We should be encouraging these places to unionize, and demand that their employers pay them fairly.
- teawrecks ( @teawrecks@sopuli.xyz ) English2•1 year ago
Totally agree that minimum wage is not as high as it should be. No disagreement there. My point is that workers in the restaurant industry are not uniquely able to make below minimum wage. Any employer can break the law and pay under what they’re legally required to, not just in the restaurant industry. And yet we’re saying that the onus for making sure this doesn’t happen in the restaurant industry uniquely falls on the customers. That’s just not a reasonable argument to make.
It’s identical to shifting the blame for climate change from corporations to individuals.

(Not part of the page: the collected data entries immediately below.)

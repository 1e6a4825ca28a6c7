// SPDX-License-Identifier: MIT

//! API routes for profiles and recipes.
//!
//! Reads are public. Writes go through the ownership-scoped store, which
//! decides `Unauthenticated`/`Forbidden` from the gateway's identity
//! context.

use crate::error::Result;
use crate::middleware::session::CurrentIdentity;
use crate::models::{NewProfile, NewRecipe, Profile, Recipe, RecipeUpdate};
use crate::provider::RecipeFilter;
use crate::routes::auth::IdentityResponse;
use crate::AppState;
use axum::{
    extract::{Path, Query, State},
    http::StatusCode,
    routing::{get, post},
    Extension, Json, Router,
};
use serde::{Deserialize, Serialize};
use std::sync::Arc;

pub fn routes() -> Router<Arc<AppState>> {
    Router::new()
        .route("/api/recipes", get(list_recipes).post(create_recipe))
        .route(
            "/api/recipes/{id}",
            get(get_recipe).put(update_recipe).delete(delete_recipe),
        )
        .route("/api/profile", post(create_profile))
        .route("/api/profiles/{id}", get(get_profile))
        .route("/api/profiles/username/{username}", get(get_profile_by_username))
        .route("/api/me", get(get_me))
}

// ─── Recipes ─────────────────────────────────────────────────

#[derive(Deserialize)]
struct RecipesQuery {
    category: Option<String>,
    user_id: Option<String>,
    limit: Option<u32>,
}

/// List recipes, newest first. Public.
async fn list_recipes(
    State(state): State<Arc<AppState>>,
    Query(params): Query<RecipesQuery>,
) -> Result<Json<Vec<Recipe>>> {
    let recipes = state
        .store
        .list_recipes(RecipeFilter {
            category: params.category,
            user_id: params.user_id,
            limit: params.limit,
        })
        .await?;
    Ok(Json(recipes))
}

/// Fetch one recipe. Public.
async fn get_recipe(
    State(state): State<Arc<AppState>>,
    Path(id): Path<String>,
) -> Result<Json<Recipe>> {
    Ok(Json(state.store.get_recipe(&id).await?))
}

/// Create a recipe owned by the acting identity.
async fn create_recipe(
    State(state): State<Arc<AppState>>,
    Extension(identity): Extension<CurrentIdentity>,
    Json(input): Json<NewRecipe>,
) -> Result<(StatusCode, Json<Recipe>)> {
    let recipe = state.store.create_recipe(&identity, input).await?;
    Ok((StatusCode::CREATED, Json(recipe)))
}

/// Update a recipe. Owner only.
async fn update_recipe(
    State(state): State<Arc<AppState>>,
    Extension(identity): Extension<CurrentIdentity>,
    Path(id): Path<String>,
    Json(patch): Json<RecipeUpdate>,
) -> Result<Json<Recipe>> {
    let recipe = state.store.update_recipe(&identity, &id, patch).await?;
    Ok(Json(recipe))
}

/// Delete a recipe. Owner only.
async fn delete_recipe(
    State(state): State<Arc<AppState>>,
    Extension(identity): Extension<CurrentIdentity>,
    Path(id): Path<String>,
) -> Result<StatusCode> {
    state.store.delete_recipe(&identity, &id).await?;
    Ok(StatusCode::NO_CONTENT)
}

// ─── Profiles ────────────────────────────────────────────────

/// Create the acting identity's profile.
async fn create_profile(
    State(state): State<Arc<AppState>>,
    Extension(identity): Extension<CurrentIdentity>,
    Json(input): Json<NewProfile>,
) -> Result<(StatusCode, Json<Profile>)> {
    let profile = state.store.create_profile(&identity, input).await?;
    Ok((StatusCode::CREATED, Json(profile)))
}

/// Fetch a profile by id. Public.
async fn get_profile(
    State(state): State<Arc<AppState>>,
    Path(id): Path<String>,
) -> Result<Json<Profile>> {
    Ok(Json(state.store.get_profile(&id).await?))
}

/// Fetch a profile by username. Public.
async fn get_profile_by_username(
    State(state): State<Arc<AppState>>,
    Path(username): Path<String>,
) -> Result<Json<Profile>> {
    Ok(Json(state.store.get_profile_by_username(&username).await?))
}

// ─── Current user ────────────────────────────────────────────

/// Current identity plus its profile, when one exists.
#[derive(Serialize)]
pub struct MeResponse {
    pub identity: IdentityResponse,
    pub profile: Option<Profile>,
}

async fn get_me(
    State(state): State<Arc<AppState>>,
    Extension(identity): Extension<CurrentIdentity>,
) -> Result<Json<MeResponse>> {
    let acting = identity.require()?;
    let profile = state.store.profile_of(&identity).await?;

    Ok(Json(MeResponse {
        identity: IdentityResponse::from(acting),
        profile,
    }))
}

It’s not a customer’s fault for not tipping any more than it’s Joe Schmo’s fault for having a gas heater, poorly insulated house, and having to commute an hour every day in a gas car. Both can only effectively be solved through regulation.
We should be encouraging these places to unionize, and demand that their employers pay them fairly.
Totally agree.
- Arcaneslime ( @Arcaneslime@lemmy.ml ) English1•1 year ago
“These are not said by the employees, because of the power dynamic where if they say anything I could and would get them fired out of pure pettyness, so they just silently hope I die in a car crash on the way home.”
Ftfy.
With all that said, until things change, for sake of the underpaid employees, please tip just know you don’t have too. If they treat you kindly and respectfully, tip, if not, smallest tip possible.
A’ight, that’s cool at least as long as you tip in the current system but push for change, no prob there. But make no mistake the only reason the employee doesn’t say anything is the power dynamic, they’re thinkin’ it!